Il vero significato della speranza
La speranza, viceversa, è apertura assoluta all’altro e al “venturo”, poiché è attenzione al già e non ancora. Citando Gabriel Marcel, Han non ignora che sperare significa «far credito alla realtà». Anzi, ancor di più: dare credito alla realtà. Sperare è un atto del pensare e, in quanto tale, introduce a una conoscenza integrale del mondo, poiché il pensare è anche qualcosa di corporale, c’entra con il corpo, con le sue emozioni, con le vibrazioni del sentire. Per questo, scrive Han, l’intelligenza artificiale può essere intelligente, appunto, ma non potrà mai pensare e, pertanto, potrà pescare su quanto è già noto, senza avere la capacità di “incorporare” l’intelligenza in un pensiero puro.
Sperare è per Han un atto assolutamente rivoluzionario perché, diversamente dall’angoscia, non appartiene al «vocabolario capitalista». Chi spera, non consuma, ma si proietta in possibili mondi migliori. Anche in questo volume Han dimostra di possedere una vasta cultura. In tratti rapidi, come è nel suo stile, riprende una pletora di filosofi e letterati (da Scheler a Heidegger ed Hegel, da Camus alla Harendt, da Marcel a Bloch) per ottenere una definizione piena e compiuta della speranza, smontando eventuali riduzioni che di essa sono state fatte nel tempo.

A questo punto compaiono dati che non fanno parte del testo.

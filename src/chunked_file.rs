//! Incremental delivery of file-backed response bodies.
//!
//! Sending a file without loading it into memory requires a chunk-extraction
//! stage in the connection's pipeline. [`ChunkedFileDelivery`] performs the
//! handshake of installing and removing that stage around a write: `prepare`
//! inserts the [`ChunkedWriter`] stage only if none is present, and `cleanup`
//! removes it only if this instance added it, so a stage installed by an
//! outer caller is never torn down from under it.

use std::fmt;
use std::fs::File;
use std::io::{self, Read};

use crate::message::WireMessage;
use crate::pipeline::{Pipeline, Stage, BRIDGE, CHUNKED_WRITER};
use crate::Result;

/// The default size of a single extracted chunk.
const DEFAULT_CHUNK_SIZE: usize = 8 * 1024;

/// A pull-based source of body chunks.
///
/// `read_chunk` returns `None` once the input is exhausted. The slicing
/// mechanics (how a file turns into chunks) live behind this trait; the
/// engine only drives the pulls, one transport write at a time.
pub trait ChunkedInput: Send {
    /// Produce the next chunk, or `None` at the end of the input.
    fn read_chunk(&mut self) -> io::Result<Option<Vec<u8>>>;
}

/// A [`ChunkedInput`] that reads a file in fixed-size slices.
#[derive(Debug)]
pub struct FileChunks {
    file: File,
    chunk_size: usize,
}

impl FileChunks {
    /// Wrap an open file.
    pub fn new(file: File, chunk_size: usize) -> Self {
        FileChunks { file, chunk_size }
    }
}

impl ChunkedInput for FileChunks {
    fn read_chunk(&mut self) -> io::Result<Option<Vec<u8>>> {
        let mut buf = vec![0; self.chunk_size];
        let n = self.file.read(&mut buf)?;
        if n == 0 {
            return Ok(None);
        }
        buf.truncate(n);
        Ok(Some(buf))
    }
}

/// The pipeline stage that arms file regions for chunk extraction.
#[derive(Debug, Default)]
pub struct ChunkedWriter;

impl Stage for ChunkedWriter {
    fn process(&mut self, msg: WireMessage) -> io::Result<Vec<WireMessage>> {
        match msg {
            WireMessage::File(mut region) => {
                region.armed = true;
                Ok(vec![WireMessage::File(region)])
            }
            msg => Ok(vec![msg]),
        }
    }
}

/// Prepares and cleans up a connection's pipeline for chunked file delivery.
///
/// The same instance must be used for both halves of the handshake: it
/// records whether `prepare` actually installed the stage, and `cleanup`
/// only removes what it installed. After removal `cleanup` invokes the
/// post-write hook, which defaults to a no-op.
pub struct ChunkedFileDelivery {
    added_stage: bool,
    chunk_size: usize,
    after_write: Option<Box<dyn FnMut() + Send>>,
}

impl ChunkedFileDelivery {
    /// Create a strategy with the default chunk size.
    pub fn new() -> Self {
        ChunkedFileDelivery {
            added_stage: false,
            chunk_size: DEFAULT_CHUNK_SIZE,
            after_write: None,
        }
    }

    /// Override the size of extracted chunks.
    pub fn with_chunk_size(mut self, chunk_size: usize) -> Self {
        self.chunk_size = chunk_size;
        self
    }

    /// Register custom teardown to run at the end of `cleanup`, e.g. to
    /// release resources tied to the write.
    pub fn on_after_write(mut self, hook: impl FnMut() + Send + 'static) -> Self {
        self.after_write = Some(Box::new(hook));
        self
    }

    /// Install the chunk-extraction stage if the pipeline doesn't have one.
    ///
    /// The stage goes immediately before the [`BRIDGE`] stage when that is
    /// present, otherwise at the end of the pipeline.
    pub fn prepare(&mut self, pipeline: &mut Pipeline) -> Result<()> {
        self.added_stage = !pipeline.contains(CHUNKED_WRITER);
        if self.added_stage {
            if pipeline.contains(BRIDGE) {
                pipeline.add_before(BRIDGE, CHUNKED_WRITER, Box::new(ChunkedWriter))?;
            } else {
                pipeline.add_last(CHUNKED_WRITER, Box::new(ChunkedWriter))?;
            }
        }
        Ok(())
    }

    /// Remove the chunk-extraction stage if this instance added it, then run
    /// the post-write hook.
    pub fn cleanup(&mut self, pipeline: &mut Pipeline) -> Result<()> {
        if self.added_stage {
            pipeline.remove(CHUNKED_WRITER)?;
            self.added_stage = false;
        }
        if let Some(hook) = self.after_write.as_mut() {
            hook();
        }
        Ok(())
    }

    /// Slice an open file into chunks of this strategy's configured size.
    pub fn chunk_file(&self, file: File) -> FileChunks {
        FileChunks::new(file, self.chunk_size)
    }
}

impl Default for ChunkedFileDelivery {
    fn default() -> Self {
        Self::new()
    }
}

impl fmt::Debug for ChunkedFileDelivery {
    fn fmt(&self, f: &mut fmt::Formatter<'_>) -> fmt::Result {
        f.debug_struct("ChunkedFileDelivery")
            .field("added_stage", &self.added_stage)
            .field("chunk_size", &self.chunk_size)
            .finish()
    }
}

Un inno in un mondo alla deriva
È innegabile per Han che «la speranza è in cerca di salvezza» e che essa è connessa con fede e amore. Una triade in grado di ridonare senso a un “esser-ci” sempre più abbandonato a sé stesso e alla deriva, capace al massimo di pensieri positivi che non sono altro che il risvolto del pessimismo. Entrambi hanno in comune l’inazione e l’inerzia, incapaci, come sono, di dare vigore al futuro, di parlare e fondare un futuro desiderabile in sé. L’ultima fatica di Han è forse una delle sue opere migliori, un inno alla speranza come atto squisitamente ragionevole, in grado di generare semi di umanità in un mondo sempre più alla deriva e schiavo di paradigmi che hanno come fine ultimo quello di creare isole nel mare della incomunicabilità.
Per orientarsi fra testo e contesto
Byung-Chul Han non è nuovo a questo genere di riflessioni. Già in opere precedenti, come La società della stanchezza, aveva denunciato lo stato di esaurimento psicologico generalizzato prodotto da una società iperattiva, in cui l’eccesso di positività e produttività strangolavano l’equilibrio mentale. In un modo simile, i saggi in esame suggeriscono che il recupero della narrazione autentica e la coltivazione della speranza potrebbero essere le chiavi per ritrovare l’umanità perduta. Han ci invita a riflettere su come le narrazioni abbiano tradizionalmente generato senso e su come, nel contesto contemporaneo, riscoprire una dimensione collettiva del vivere possa favorire la nascita di nuove forme di solidarietà e coesione sociale.